Today, although I still have pain, I am light years away from my early despair. I no longer feel it is a punishment, a judgement of my worth. I am not afraid of managing it socially and it is not my persona. It is not a life sentence, though it will be with me for the rest of my life. Pain has given me incredible gifts because it has forced me to face my fears and change the way I interact with life. I have come through to a place of joy and grace and for that I am deeply grateful.
So if you ask me, what wrought the change? First, a single remark from my naturopath who saw me at my lowest, when my digestion and thyroid were not working and my ligaments inflamed from undiagnosed h. Pylori. I was a mess and had little confidence. I certainly felt that no one would bother with me in my limited form, unable to sit or eat.
Just one sentence gave me the power to change. She saw beyond the physical mess to the person inside and she validated me. And I remembered that on my lowest days. It was very hard at first, finding even a corner of wholeness, but I hung onto my naturopath's statement. Wholeness was there, buried and grew stronger each time I reached inside, not only affirmed but felt to my deepest fibre. I anchored it, in NLP terms, and each time it became easier.
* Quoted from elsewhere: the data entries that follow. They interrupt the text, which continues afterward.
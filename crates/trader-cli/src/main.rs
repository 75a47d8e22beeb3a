//! 매매 신호 CLI.
//!
//! # 사용 예시
//!
//! ```bash
//! # 기본 유니버스(40종목)의 신호 계산
//! trader signals
//!
//! # 일부 종목만, 이동평균 구간 200일
//! trader signals --symbols AAPL,MSFT,NVDA --lookback-days 200
//!
//! # 모의 브로커로 주문 실행
//! trader signals --execute --paper
//!
//! # 복합 점수 랭킹 (JSON)
//! trader rank --format json
//! ```

use anyhow::Context;
use clap::{Parser, Subcommand};
use tracing::{error, info};
use trader_cli::commands::output::OutputFormat;
use trader_cli::commands::rank::{run_rank, RankCommandConfig};
use trader_cli::commands::signals::{run_signals, SignalsCommandConfig};
use trader_core::{init_logging, AppConfig, LogConfig, DEFAULT_CONFIG_PATH};

#[derive(Parser)]
#[command(name = "trader")]
#[command(about = "Equity signal engine - 복합 점수 랭킹과 이동평균 교차 신호", long_about = None)]
#[command(version)]
struct Cli {
    /// 설정 파일 경로
    #[arg(short, long, global = true, default_value = DEFAULT_CONFIG_PATH)]
    config: String,

    #[command(subcommand)]
    command: Commands,
}

#[derive(Subcommand)]
enum Commands {
    /// 이동평균 / 복합 점수 신호 계산
    Signals {
        /// 종목 목록 (쉼표로 구분, 예: AAPL,MSFT). 없으면 설정의 유니버스
        #[arg(short, long)]
        symbols: Option<String>,

        /// 이동평균 계산 구간 (일)
        #[arg(short, long)]
        lookback_days: Option<u32>,

        /// 신호에 따라 주문 실행
        #[arg(long, default_value = "false")]
        execute: bool,

        /// 모의 브로커 사용 (--execute와 함께)
        #[arg(long, default_value = "false")]
        paper: bool,

        /// 드라이런 모드 (주문을 만들기만 하고 제출하지 않음)
        #[arg(long, default_value = "false")]
        dry_run: bool,

        /// 출력 형식 (table, json)
        #[arg(short, long, default_value = "table")]
        format: String,

        /// 출력 파일 경로 (지정하지 않으면 stdout)
        #[arg(short, long)]
        output: Option<String>,
    },

    /// 복합 점수 랭킹 및 매수/매도 분위
    Rank {
        /// 종목 목록 (쉼표로 구분). 없으면 설정의 유니버스
        #[arg(short, long)]
        symbols: Option<String>,

        /// 출력 형식 (table, json)
        #[arg(short, long, default_value = "table")]
        format: String,

        /// 출력 파일 경로 (지정하지 않으면 stdout)
        #[arg(short, long)]
        output: Option<String>,
    },
}

#[tokio::main]
async fn main() -> anyhow::Result<()> {
    // .env는 선택 사항
    dotenvy::dotenv().ok();

    let cli = Cli::parse();

    let config = AppConfig::load(&cli.config)
        .with_context(|| format!("설정 로드 실패: {}", cli.config))?;

    init_logging(LogConfig::from(&config.logging).with_env_overrides())
        .map_err(|e| anyhow::anyhow!("로깅 초기화 실패: {}", e))?;

    match cli.command {
        Commands::Signals {
            symbols,
            lookback_days,
            execute,
            paper,
            dry_run,
            format,
            output,
        } => {
            let cmd = SignalsCommandConfig {
                symbols,
                lookback_days,
                execute,
                paper,
                dry_run,
                format: OutputFormat::parse(&format)?,
                output,
            };

            match run_signals(&config, cmd).await {
                Ok(count) => info!("✅ {} signals computed", count),
                Err(e) => {
                    error!("Signals failed: {:#}", e);
                    return Err(e);
                }
            }
        }

        Commands::Rank {
            symbols,
            format,
            output,
        } => {
            let cmd = RankCommandConfig {
                symbols,
                format: OutputFormat::parse(&format)?,
                output,
            };

            match run_rank(&config, cmd).await {
                Ok(count) => info!("✅ Ranked {} symbols", count),
                Err(e) => {
                    error!("Rank failed: {:#}", e);
                    return Err(e);
                }
            }
        }
    }

    Ok(())
}
//! # Trader Signal
//!
//! 종목 유니버스에 대한 매매 신호 엔진.
//!
//! 두 가지 전략을 제공합니다:
//! - **복합 점수**: 모멘텀 + PER/PBR 역수를 정규화/평균하여 순위를 매기고
//!   상위 분위는 매수, 하위 분위는 매도 후보로 선택
//! - **이동평균 교차**: 20일/50일 단순 이동평균의 골든/데드 크로스
//!
//! `SignalAggregator`가 두 전략을 실행하여 하나의 신호 목록으로 합칩니다.
//!
//! # 예제
//!
//! ```rust,ignore
//! use std::sync::Arc;
//! use trader_exchange::YahooFinanceProvider;
//! use trader_signal::SignalAggregator;
//!
//! let yahoo = Arc::new(YahooFinanceProvider::new()?);
//! let aggregator = SignalAggregator::new(yahoo.clone(), yahoo);
//! let report = aggregator.compute_signals(&universe, range).await;
//! for signal in &report.signals {
//!     println!("{}", signal);
//! }
//! ```

pub mod aggregator;
pub mod crossover;
pub mod failure;
pub mod ranker;
pub mod scoring;
pub mod selector;

pub use aggregator::{SignalAggregator, SignalReport};
pub use crossover::{MovingAverageSignalDetector, MovingAverageState};
pub use failure::{FetchKind, SymbolFailure};
pub use ranker::{CompositeRanker, CompositeScore, RankingReport, RawScoreSet};
pub use scoring::{MomentumScorer, ScoreNormalizer, ValuationScorer, DEFAULT_DEGENERATE_FILL};
pub use selector::{PortfolioActions, PortfolioSelector};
It is this feeling of deep wholeness that I accessed in my idea, “Suppose I were whole, how would I act?” It works so well because I can see immediately how I would act if whole; the next step is to do it!
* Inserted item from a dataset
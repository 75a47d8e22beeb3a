//! 브로커 커넥터.

pub mod alpaca;

pub use alpaca::{AlpacaClient, AlpacaConfig, ALPACA_LIVE_URL, ALPACA_PAPER_URL};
It was this essential self that my naturopath glimpsed and her remark had great force because she was a dispassionate observer and I was consulting her for dietary not psychological help. She gave me an outside view at a time when my world was shrinking – the possibility that damaged as I was, I might still have value.
Gradually, my whole self grew stronger. I would catch the crossroads moment, when two paths diverged. I recognized the choice. The pain was still there, but more bearable. My body flamed and ached, but somehow I was above it. Yes, I felt the pain and still had days that retracted, when one by one my plans are cancelled. My world physically gets smaller, but now my spirit knows it doesn't matter. Not easy to explain – just that the effort of validating my worth has changed my set point. It is no longer an argument with myself or a denial. Somehow I am now above the pain. It doesn't matter.